I have clearly failed as a mother. As part of her bass practice, Pie is supposed to sing along while she plucks out her tunes. It’s simple. “Twinkle Twinkle Little Star.”
Except… my daughter doesn’t know the words. Seriously? She gets lost somewhere around “Up above the world so high” and just starts making crap up. How can someone make it the age of eight and not know the words to “Twinkle Twinkle”? It’s crazy.
But that’s not what I wanted to tell you. What I really wanted to tell you about was a series of text messages that occurred on the morning of Thursday, October 31. At breakfast, about 7:08 a.m., my boy said, “Is Daddy on the plane right now?”
I replied, “He f’ing better be!”
I’m pretty sure I made it clear in my last post how I feel about Halloween. Let’s just say, I’m not a fan.
The man is clearly a mind reader because at 7:12 a.m. I got the following text: “On my flight. Just in case you were worried.” And a few minutes later, “See you in a little bit.”

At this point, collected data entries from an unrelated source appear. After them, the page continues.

//! # Pattern Grader CLI Module
//!
//! ## Available Commands
//!
//! - `grade` - Grade one namespace and write the report file
//! - `stepped` - Grade each pattern area separately, then everything
//! - `list` - List the namespaces the registry can resolve

mod commands;

use clap::{Parser, Subcommand, ValueEnum};
use pattern_grader_core::{ChainPreset, GradeError, reference};
use std::path::PathBuf;

pub use commands::*;

// =============================================================================
// CLI STRUCTURE
// =============================================================================

/// Pattern Grader
///
/// Probes a submission's published types and grades its use of the
/// factory, single-instance, observer and command patterns.
#[derive(Parser, Debug)]
#[command(name = "pattern-grader")]
#[command(version, about, long_about = None)]
pub struct Cli {
    /// Enable verbose output
    #[arg(short, long, global = true)]
    pub verbose: bool,

    /// Suppress the console summary
    #[arg(short, long, global = true)]
    pub quiet: bool,

    /// Subcommand to execute
    #[command(subcommand)]
    pub command: Option<Commands>,
}

/// Available CLI commands.
#[derive(Subcommand, Debug)]
pub enum Commands {
    /// Grade a namespace and write results.pass / results.fail
    Grade {
        /// Namespace of the submission
        #[arg(default_value = reference::COMPLETE)]
        namespace: String,

        /// Directory receiving the report file
        #[arg(short, long, default_value = ".")]
        output: PathBuf,

        /// Which stages to run
        #[arg(short, long, value_enum, default_value_t = PresetArg::Full)]
        preset: PresetArg,

        /// TOML grading configuration
        #[arg(short, long)]
        config: Option<PathBuf>,

        /// Print the result as JSON instead of the summary
        #[arg(long)]
        json: bool,
    },

    /// Grade each pattern area on its own, then the full chain
    Stepped {
        /// Namespace of the submission
        #[arg(default_value = reference::COMPLETE)]
        namespace: String,

        /// TOML grading configuration
        #[arg(short, long)]
        config: Option<PathBuf>,
    },

    /// List resolvable namespaces
    List,
}

/// Chain preset as spelled on the command line.
#[derive(Debug, Clone, Copy, PartialEq, Eq, ValueEnum)]
pub enum PresetArg {
    Full,
    Creational,
    Behavioral,
    FactoryOnly,
    SingletonOnly,
    ObserverOnly,
    CommandOnly,
    IntegrationOnly,
}

impl From<PresetArg> for ChainPreset {
    fn from(arg: PresetArg) -> Self {
        match arg {
            PresetArg::Full => ChainPreset::Full,
            PresetArg::Creational => ChainPreset::Creational,
            PresetArg::Behavioral => ChainPreset::Behavioral,
            PresetArg::FactoryOnly => ChainPreset::FactoryOnly,
            PresetArg::SingletonOnly => ChainPreset::SingletonOnly,
            PresetArg::ObserverOnly => ChainPreset::ObserverOnly,
            PresetArg::CommandOnly => ChainPreset::CommandOnly,
            PresetArg::IntegrationOnly => ChainPreset::IntegrationOnly,
        }
    }
}

// =============================================================================
// COMMAND EXECUTION
// =============================================================================

/// Execute the CLI; `Ok(true)` when the graded submission passed.
pub fn execute(cli: Cli) -> Result<bool, GradeError> {
    let quiet = cli.quiet;

    match cli.command {
        Some(Commands::Grade {
            namespace,
            output,
            preset,
            config,
            json,
        }) => cmd_grade(
            &namespace,
            &output,
            preset.into(),
            config.as_deref(),
            json,
            quiet,
        ),
        Some(Commands::Stepped { namespace, config }) => {
            cmd_stepped(&namespace, config.as_deref(), quiet)
        }
        Some(Commands::List) => cmd_list(),
        None => {
            // No subcommand - grade the complete reference
            cmd_grade(
                reference::COMPLETE,
                std::path::Path::new("."),
                ChainPreset::Full,
                None,
                false,
                quiet,
            )
        }
    }
}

I texted back a smiley face. Which was pretty much my kiss of death, because what it really meant was “I am so happy you are coming home to relieve me of the horrors of Halloween and to save me from the hordes of greedy children and the mounds of candy that I’m clearly just begging the universe to f’k with me.”
Because after a quick text exchange about the Red Sox winning the World Series, I got this text: “Hold the phone. Plane has some damage. On ground for at least an hour. May have to change planes. Just got done telling woman next to me my ‘I missed my Halloween flight’ story. She nows thinks I’m a jinx.”
I of course knew better. “This had better be a Halloween prank.”
And when he replied, “For reals,” I may have called him a loser. But not with that word. And not in a friendly upper/lowercase kind of typing.
So what time did his 3:30 arrival land? at 7:25 p.m. Just in time to COMPLETELY miss Halloween. He did write, “On the plus side I’m packing so many gummy bears that I think customs suspects me of being a drug mule.”
And I got first dibs on the kids’ reject candy (my kids dislike the oddest things and I ended up with a huge haul of peanut butter cups, butterfingers, and other random goodness). Of course, two days later, I was pissed I had so much kids’ candy, but what can you do? (Don’t say, “Not eat it.” Because that is NOT an option.)
I’ve already started crafting the note I plan on giving Adam’s boss next year:
Dear Mr. Boss Man,
Please excuse Adam from work travel. He will be drawn and quartered if he leaves the Boston vicinity within forty-eight hours of Halloween ever again. If he even thinks about a work trip around Halloween, I will come after every employee of your company. It will not be pretty.
Have I mentioned how much I hate Halloween?